Work to be completed >> Copy exactly the lines from the one containing "Vec::<Assistant>::deserialize(data)" through the last line of the records, both included, and nothing more.

Segment Open

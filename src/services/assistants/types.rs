use crate::errors::{AssistantsError, AssistantsResult};
use crate::types::{unix_to_datetime, JsonObject, Metadata};
use chrono::{DateTime, Utc};
use serde::{Deserialize, Serialize};
use std::collections::BTreeMap;

/// An assistant as returned by the service.
///
/// Everything is optional because the service only fills in `id` and
/// `created_at` once the assistant exists.
#[derive(Debug, Clone, PartialEq, Serialize, Deserialize)]
pub struct Assistant {
    #[serde(skip_serializing_if = "Option::is_none")]
    pub id: Option<String>,
    #[serde(skip_serializing_if = "Option::is_none")]
    pub object: Option<String>,
    #[serde(skip_serializing_if = "Option::is_none")]
    pub created_at: Option<i64>,
    #[serde(skip_serializing_if = "Option::is_none")]
    pub model: Option<String>,
    #[serde(skip_serializing_if = "Option::is_none")]
    pub name: Option<String>,
    #[serde(skip_serializing_if = "Option::is_none")]
    pub description: Option<String>,
    #[serde(skip_serializing_if = "Option::is_none")]
    pub instructions: Option<String>,
    #[serde(default)]
    pub tools: Vec<Tool>,
    #[serde(skip_serializing_if = "Option::is_none")]
    pub tool_resources: Option<ToolResources>,
    #[serde(skip_serializing_if = "Option::is_none")]
    pub metadata: Option<Metadata>,
    #[serde(skip_serializing_if = "Option::is_none")]
    pub temperature: Option<f64>,
    #[serde(skip_serializing_if = "Option::is_none")]
    pub top_p: Option<f64>,
    /// Either the string `"auto"` or a format object.
    #[serde(skip_serializing_if = "Option::is_none")]
    pub response_format: Option<serde_json::Value>,
}

impl Assistant {
    pub fn created_at_datetime(&self) -> Option<DateTime<Utc>> {
        self.created_at.and_then(unix_to_datetime)
    }
}

/// A capability tag such as `file_search`.
#[derive(Debug, Clone, PartialEq, Eq, Hash, Serialize, Deserialize)]
pub struct Tool {
    #[serde(rename = "type")]
    pub kind: String,
}

impl Tool {
    pub fn new(kind: impl Into<String>) -> Self {
        Self { kind: kind.into() }
    }

    pub fn file_search() -> Self {
        Self::new("file_search")
    }

    pub fn code_interpreter() -> Self {
        Self::new("code_interpreter")
    }
}

/// Store references for one tool.
#[derive(Debug, Clone, Default, PartialEq, Eq, Serialize, Deserialize)]
pub struct StoreReferences {
    #[serde(default)]
    pub vector_store_ids: Vec<String>,
}

/// Tool name to the stores that tool may read, serialized in key order.
#[derive(Debug, Clone, Default, PartialEq, Eq, Serialize, Deserialize)]
#[serde(transparent)]
pub struct ToolResources(BTreeMap<String, StoreReferences>);

impl ToolResources {
    pub fn new() -> Self {
        Self::default()
    }

    pub fn with_vector_stores<I, S>(mut self, tool: impl Into<String>, store_ids: I) -> Self
    where
        I: IntoIterator<Item = S>,
        S: Into<String>,
    {
        self.0.insert(
            tool.into(),
            StoreReferences {
                vector_store_ids: store_ids.into_iter().map(Into::into).collect(),
            },
        );
        self
    }

    pub fn get(&self, tool: &str) -> Option<&StoreReferences> {
        self.0.get(tool)
    }

    pub fn is_empty(&self) -> bool {
        self.0.is_empty()
    }

    pub fn iter(&self) -> impl Iterator<Item = (&str, &StoreReferences)> {
        self.0.iter().map(|(k, v)| (k.as_str(), v))
    }
}

/// Body for creating or modifying an assistant.
#[derive(Debug, Clone, PartialEq, Serialize, Deserialize)]
pub struct AssistantRequest {
    pub model: String,
    pub name: String,
    pub instructions: String,
    pub tools: Vec<Tool>,
    pub tool_resources: ToolResources,
    #[serde(default, skip_serializing_if = "Option::is_none")]
    pub description: Option<String>,
    #[serde(default, skip_serializing_if = "Option::is_none")]
    pub metadata: Option<Metadata>,
    #[serde(default, skip_serializing_if = "Option::is_none")]
    pub temperature: Option<f64>,
    #[serde(default, skip_serializing_if = "Option::is_none")]
    pub top_p: Option<f64>,
    #[serde(default, skip_serializing_if = "Option::is_none")]
    pub response_format: Option<serde_json::Value>,
}

impl AssistantRequest {
    pub fn new(
        model: impl Into<String>,
        name: impl Into<String>,
        instructions: impl Into<String>,
    ) -> Self {
        Self {
            model: model.into(),
            name: name.into(),
            instructions: instructions.into(),
            tools: Vec::new(),
            tool_resources: ToolResources::default(),
            description: None,
            metadata: None,
            temperature: None,
            top_p: None,
            response_format: None,
        }
    }

    pub fn with_tool(mut self, tool: Tool) -> Self {
        self.tools.push(tool);
        self
    }

    pub fn with_tool_resources(mut self, tool_resources: ToolResources) -> Self {
        self.tool_resources = tool_resources;
        self
    }

    pub fn with_description(mut self, description: impl Into<String>) -> Self {
        self.description = Some(description.into());
        self
    }

    pub fn with_metadata(mut self, key: impl Into<String>, value: impl Into<String>) -> Self {
        self.metadata
            .get_or_insert_with(Metadata::new)
            .insert(key.into(), value.into());
        self
    }

    pub fn with_temperature(mut self, temperature: f64) -> Self {
        self.temperature = Some(temperature);
        self
    }

    pub fn with_top_p(mut self, top_p: f64) -> Self {
        self.top_p = Some(top_p);
        self
    }

    pub fn with_response_format(mut self, response_format: serde_json::Value) -> Self {
        self.response_format = Some(response_format);
        self
    }
}

/// Body of the list endpoint, kept as the service sent it.
#[derive(Debug, Clone, Default, PartialEq, Serialize, Deserialize)]
#[serde(transparent)]
pub struct AssistantList {
    raw: JsonObject,
}

impl AssistantList {
    pub fn from_object(raw: JsonObject) -> Self {
        Self { raw }
    }

    pub fn as_object(&self) -> &JsonObject {
        &self.raw
    }

    pub fn into_inner(self) -> JsonObject {
        self.raw
    }

    pub fn get(&self, key: &str) -> Option<&serde_json::Value> {
        self.raw.get(key)
    }

    /// Decodes the `data` member as assistants.
    pub fn assistants(&self) -> AssistantsResult<Vec<Assistant>> {
        let data = self.raw.get("data").ok_or_else(|| {
            AssistantsError::decoding("list body has no \"data\" member", b"")
        })?;

        Vec::<Assistant>::deserialize(data)
            .map_err(|e| AssistantsError::decoding(e, data.to_string().as_bytes()))
    }
}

Segment Closed

Exercise solution >>
        Vec::<Assistant>::deserialize(data)
            .map_err(|e| AssistantsError::decoding(e, data.to_string().as_bytes()))
    }
}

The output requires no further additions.